Cumhurbaşkanı Erdoğan, ölümlü veya yaralanmalı trafik kazalarında zaruret dışında olay yerinin terk edilmesini de ayrı bir suç olarak düzenleyeceklerini söyledi.
Vatandaşların bizar olduğu bir sıkıntıya daha çözüm bulduklarını belirten Cumhurbaşkanı Erdoğan, “Nişan, düğün, asker uğurlaması gibi, kişilerin toplu olarak bulunduğu etkinliklerde silahla ateş edilmesi vakalarına dönük cezaları önemli ölçüde ağırlaştırıyoruz. Telafi edici adalet anlayışına uygun düzenlemelerin yanı sıra uzlaştırma kurumunun verimliliğini artıracağız. Lekelenmeme hakkı kapsamında, adli sicil sistemini yeniden yapılandıracağız” açıklamasını yaptı.
Adli sicil kayıtlarının silinme sürelerini kısaltacaklarını, ceza mahkumiyetlerinin adli sicile kaydedilmesinde çocuklar lehine farklı düzenlemelere gideceklerini anlatan Cumhurbaşkanı Erdoğan, çocukların adli süreçlerde korunmasına yönelik mekanizmaları daha da güçlendireceklerini ve çocuklar için onarıcı adalet uygulamalarını devreye alacaklarını bildirdi.
Cumhurbaşkanı Erdoğan, ceza infaz ve denetimli serbestlik sisteminin yönetim kapasitesini geliştireceklerini ve meslek edindirme programlarıyla iş yurtları üretim miktarını yükselteceklerini kaydetti.
“BOŞANMA VE NAFAKA USULLERİNE KADAR GENİŞ YELPAZEDE YENİ REFORMLAR YAPMAYI PLANLIYORUZ”
Cumhurbaşkanı Erdoğan, yeni strateji belgesinin dördüncü amacının, hukuk ve idari yargılama süreçlerinin etkinliğinin artırılması olduğunu vurguladı.
Değer ve tutarı belirli bir miktarın altındaki talep ve davaların sadeleştirilmesi, hızlı bir yargılama usulüyle çözümlenmesi için çeşitli düzenlemeler yapmayı hedeflediklerini aktaran Cumhurbaşkanı Erdoğan, “Bunun yanında bono evraklarının kayıt altında üretilmesini sağlayarak vatandaşlarımızın hukuki güvenliğini güçlendirmeyi amaçlıyoruz” dedi.
Cumhurbaşkanı Erdoğan, bu yılı “Aile Yılı” olarak ilan ettiklerini, aile kurumunun korunması için yıl boyunca önemli çalışmalar yapacaklarını ilan ettiklerini anımsatarak, yeni strateji belgesi doğrultusunda aile hukukunda uygulamadan doğan sorunların giderilmesine yönelik birçok tedbiri hayata geçireceklerini söyledi.
Aile arabuluculuğunu sisteme entegre ederek anlaşmazlıkların mahkeme sürecinden önce çözüme ulaştırılmasını arzu ettiklerini dile getiren Cumhurbaşkanı Erdoğan, sözlerini şöyle sürdürdü: “Aile mahkemelerinin kuruluş ve yargılama usulünden çocukların menfaatlerini gözeten boşanma ve nafaka usullerine kadar geniş bir yelpazede yeni reformlar yapmayı planlıyoruz.
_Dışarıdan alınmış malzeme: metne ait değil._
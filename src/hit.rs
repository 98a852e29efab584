#[cfg(test)]
#[path = "hit_test.rs"]
mod hit_test;

use crate::element::{ElementId, ElementKind};
use crate::menu::{ContextMenu, RowHandle};
use crate::registry::PageRegistry;
use crate::viewport::{Point, Viewport};

/// Result of a hit test.
#[derive(Debug, Clone, Copy, PartialEq, Eq)]
pub enum Hit {
    /// A row of the open context menu.
    MenuRow(RowHandle),
    /// The open menu, between or around its rows.
    MenuBody,
    /// A page, annotation or embedded image.
    Element { id: ElementId, kind: ElementKind },
    /// Empty surface.
    Canvas,
}

/// Test what lies under the screen-space point `screen`.
///
/// The menu is checked first since it floats above the surface. Elements are
/// checked topmost first: later pages before earlier ones, and a page's
/// children before the page itself.
#[must_use]
pub fn hit_test(screen: Point, menu: &ContextMenu, registry: &PageRegistry, viewport: &Viewport) -> Hit {
    if let Some(row) = menu.row_at(screen) {
        return Hit::MenuRow(row);
    }
    if menu.contains(screen) {
        return Hit::MenuBody;
    }
    let world = viewport.screen_to_world(screen);
    registry
        .placed()
        .iter()
        .rev()
        .find(|p| p.bounds.contains(world))
        .map_or(Hit::Canvas, |p| Hit::Element { id: p.id, kind: p.kind })
}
Diğer taraftan, idari yargılama usulünün sadeleştirilmesine dönük önemli çalışmalar gerçekleştireceğiz. İdarenin taraf olduğu tam yargı davalarında sulh müessesesine başvuruyu zorunlu kılacak ve dosyaların tekemmül sürecini kısaltacak düzenlemeleri inşallah hayata geçireceğiz. İcra ve iflas sistemini alacaklı ve borçlu arasındaki hassas dengeyi ön plana alacak şekilde, kanun değişikliği de dahil olmak üzere, yeniden dizayn etmek de bu süreçteki temel önceliklerimizden biridir.”
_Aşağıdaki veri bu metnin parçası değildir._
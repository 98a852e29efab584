//! Menu click routing.
//!
//! Every menu session ends in at most one click, and exactly one owner should
//! react to it. Rather than broadcasting the click and having every element
//! compare ids, owners register the action kinds they handle, and a published
//! click is delivered only when its `(owner, kind)` pair is registered.
//! Destroying an element unregisters it, so a click addressed to a destroyed
//! element is dropped here instead of reaching stale state.

#[cfg(test)]
#[path = "bus_test.rs"]
mod bus_test;

use std::collections::{HashMap, HashSet};

use tracing::debug;

use crate::element::ElementId;
use crate::input::PointerEvent;
use crate::menu::ActionKind;

/// Who a menu session belongs to.
#[derive(Debug, Clone, Copy, PartialEq, Eq, Hash)]
pub enum MenuOwner {
    /// The canvas-level menu opened on empty surface.
    Canvas,
    /// A page, annotation or embedded image.
    Element(ElementId),
}

/// Correlation data attached to a menu item when it is clicked.
#[derive(Debug, Clone, Copy, PartialEq)]
pub struct MenuPayload {
    pub owner: MenuOwner,
    /// The right-click that opened the menu.
    pub event: PointerEvent,
}

/// A clicked menu item.
#[derive(Debug, Clone, PartialEq)]
pub struct MenuClick {
    pub kind: ActionKind,
    pub label: String,
    pub payload: MenuPayload,
}

/// Subscription table keyed by owner.
#[derive(Debug, Default)]
pub struct MenuBus {
    listeners: HashMap<MenuOwner, HashSet<ActionKind>>,
}

impl MenuBus {
    #[must_use]
    pub fn new() -> Self {
        Self::default()
    }

    /// Register `owner` for `kinds`, adding to any kinds already registered.
    pub fn subscribe(&mut self, owner: MenuOwner, kinds: &[ActionKind]) {
        self.listeners.entry(owner).or_default().extend(kinds.iter().copied());
    }

    /// Drop every registration of `owner`. Returns whether it had any.
    pub fn unsubscribe(&mut self, owner: MenuOwner) -> bool {
        self.listeners.remove(&owner).is_some()
    }

    #[must_use]
    pub fn is_subscribed(&self, owner: MenuOwner, kind: ActionKind) -> bool {
        self.listeners.get(&owner).is_some_and(|kinds| kinds.contains(&kind))
    }

    /// Number of owners with at least one registration.
    #[must_use]
    pub fn len(&self) -> usize {
        self.listeners.len()
    }

    #[must_use]
    pub fn is_empty(&self) -> bool {
        self.listeners.is_empty()
    }

    /// Deliver `click` to its owner, or drop it when nobody is listening.
    pub fn publish(&self, click: MenuClick) -> Option<MenuClick> {
        if self.is_subscribed(click.payload.owner, click.kind) {
            return Some(click);
        }
        debug!(owner = ?click.payload.owner, kind = ?click.kind, "menu click has no listener; dropped");
        None
    }
}
//! Input model: mouse buttons, modifier keys, wheel deltas, and gesture state.
//!
//! Pointer coordinates arrive in screen space (CSS pixels relative to the
//! canvas). The wheel gesture mapping decides whether a wheel notch zooms or
//! pans, and along which axis.

#[cfg(test)]
#[path = "input_test.rs"]
mod input_test;

use crate::element::ElementId;
use crate::viewport::{Axis, PanDirection, Point, ZoomDirection};

/// Keyboard/mouse modifier keys held during an event.
#[allow(clippy::struct_excessive_bools)]
#[derive(Debug, Clone, Copy, PartialEq, Eq, Default)]
pub struct Modifiers {
    pub shift: bool,
    pub ctrl: bool,
    pub alt: bool,
    pub meta: bool,
}

/// Mouse button identifier.
#[derive(Debug, Clone, Copy, PartialEq, Eq)]
pub enum Button {
    /// Left mouse button (or single-finger tap).
    Primary,
    /// Middle mouse button (scroll wheel click).
    Middle,
    /// Right mouse button (or two-finger tap).
    Secondary,
}

/// Wheel / trackpad scroll delta.
#[derive(Debug, Clone, Copy, PartialEq)]
pub struct WheelDelta {
    /// Horizontal scroll amount in pixels.
    pub dx: f64,
    /// Vertical scroll amount in pixels (positive = down).
    pub dy: f64,
}

/// A pointer event in screen space.
///
/// Kept by the context menu as the originating event of a session, so an
/// action like "add annotation" can be placed where the menu was opened.
#[derive(Debug, Clone, Copy, PartialEq)]
pub struct PointerEvent {
    pub screen: Point,
    pub button: Button,
    pub modifiers: Modifiers,
}

impl PointerEvent {
    #[must_use]
    pub fn new(screen: Point, button: Button, modifiers: Modifiers) -> Self {
        Self { screen, button, modifiers }
    }
}

/// What a wheel notch asks the viewport to do.
#[derive(Debug, Clone, Copy, PartialEq, Eq)]
pub enum WheelGesture {
    Zoom(ZoomDirection),
    Pan(Axis, PanDirection),
}

/// Map a wheel event to a viewport gesture.
///
/// Ctrl zooms (scrolling up zooms in), Shift pans horizontally (scrolling up
/// pans toward the start), and a plain wheel pans vertically (scrolling down
/// moves toward the end of the document).
#[must_use]
pub fn wheel_gesture(delta: WheelDelta, modifiers: Modifiers) -> WheelGesture {
    if modifiers.ctrl {
        let direction = if delta.dy < 0.0 { ZoomDirection::Increase } else { ZoomDirection::Decrease };
        return WheelGesture::Zoom(direction);
    }
    if modifiers.shift {
        let direction = if delta.dy < 0.0 { PanDirection::TowardStart } else { PanDirection::TowardEnd };
        return WheelGesture::Pan(Axis::Horizontal, direction);
    }
    let direction = if delta.dy > 0.0 { PanDirection::TowardEnd } else { PanDirection::TowardStart };
    WheelGesture::Pan(Axis::Vertical, direction)
}

/// Gesture tracked between pointer-down and pointer-up.
#[derive(Debug, Clone, Copy, PartialEq, Eq, Default)]
pub enum InputState {
    /// No gesture in progress; waiting for the next pointer-down.
    #[default]
    Idle,
    /// An annotation or embedded image is following the pointer.
    DraggingElement {
        /// Id of the element being dragged.
        id: ElementId,
    },
}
“SEÇMELİ OLARAK OKUTULAN HUKUK VE ADALET DERSLERİNİ LİSELERE DE TEŞMİL EDECEĞİZ”
Cumhurbaşkanı Erdoğan, Yargı Reformu Strateji Belgesi’nin beşinci ve son amacının, adalete erişimin kolaylaştırılması olduğunu, evvelemirde, kadın haklarına ilişkin yeni uygulamalar geliştirerek, şiddet mağduru kadınların adli süreçlere erişimini en kısa yoldan temin etmeye çalışacaklarını ifade etti.
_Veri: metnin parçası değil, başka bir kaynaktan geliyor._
//! Default numeric constants for the canvas.

// ── Viewport ────────────────────────────────────────────────────

/// Horizontal pan step per wheel notch, in surface units.
pub const PAN_STEP_X: f64 = 50.0;

/// Vertical pan step per wheel notch, in surface units.
pub const PAN_STEP_Y: f64 = 100.0;

/// Additive zoom step.
pub const ZOOM_STEP: f64 = 0.2;

/// Smallest allowed zoom scale.
pub const MIN_ZOOM: f64 = 0.5;

/// Largest allowed zoom scale.
pub const MAX_ZOOM: f64 = 2.0;

/// Divisor applied to the first page height when testing the bottom border.
pub const FIRST_PAGE_DIVISOR: f64 = 1.5;

/// Tolerance used when checking whether the scale is exactly 1.
pub const UNIT_SCALE_EPSILON: f64 = 1e-9;

// ── Layout ──────────────────────────────────────────────────────

/// Vertical gap between stacked pages.
pub const PAGE_MARGIN: f64 = 20.0;

/// Fixed annotation box size.
pub const ANNOTATION_WIDTH: f64 = 250.0;
pub const ANNOTATION_HEIGHT: f64 = 50.0;

/// Fixed display size of an embedded image, independent of its source resolution.
pub const IMAGE_WIDTH: f64 = 300.0;
pub const IMAGE_HEIGHT: f64 = 200.0;

// ── Drag ────────────────────────────────────────────────────────

/// Distance an element is pushed back when it hits the top or bottom of its page.
pub const DRAG_NUDGE: f64 = 5.0;

// ── Context menu ────────────────────────────────────────────────

pub const MENU_WIDTH: f64 = 250.0;
pub const MENU_ROW_HEIGHT: f64 = 50.0;
pub const MENU_ROW_GAP: f64 = 3.0;

/// The menu's top-left corner sits this far up and left of the pointer.
pub const MENU_ANCHOR_INSET: f64 = 10.0;

pub const MENU_FONT_SIZE: f64 = 14.0;

// ── Colors (0xRRGGBB) ───────────────────────────────────────────

pub const MENU_BACKGROUND: u32 = 0x00_0000;
pub const MENU_BORDER: u32 = 0xff_ff00;
pub const MENU_ROW_FILL: u32 = 0x33_ff11;
pub const MENU_LABEL: u32 = 0x00_0000;
pub const ANNOTATION_FILL: u32 = 0xff_ffff;
pub const ANNOTATION_BORDER: u32 = 0x00_0000;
Adli süreçlerde şiddet mağduru kadınların daha fazla korunmasının birinci öncelikleri olduğuna işaret eden Cumhurbaşkanı Erdoğan, “Aile içi ve kadına yönelik şiddet suçları soruşturma bürolarını ülke sathında yaygınlaştıracak, buralarda görev alacak cumhuriyet savcılarının da uzmanlaşmalarını sağlayacağız” dedi.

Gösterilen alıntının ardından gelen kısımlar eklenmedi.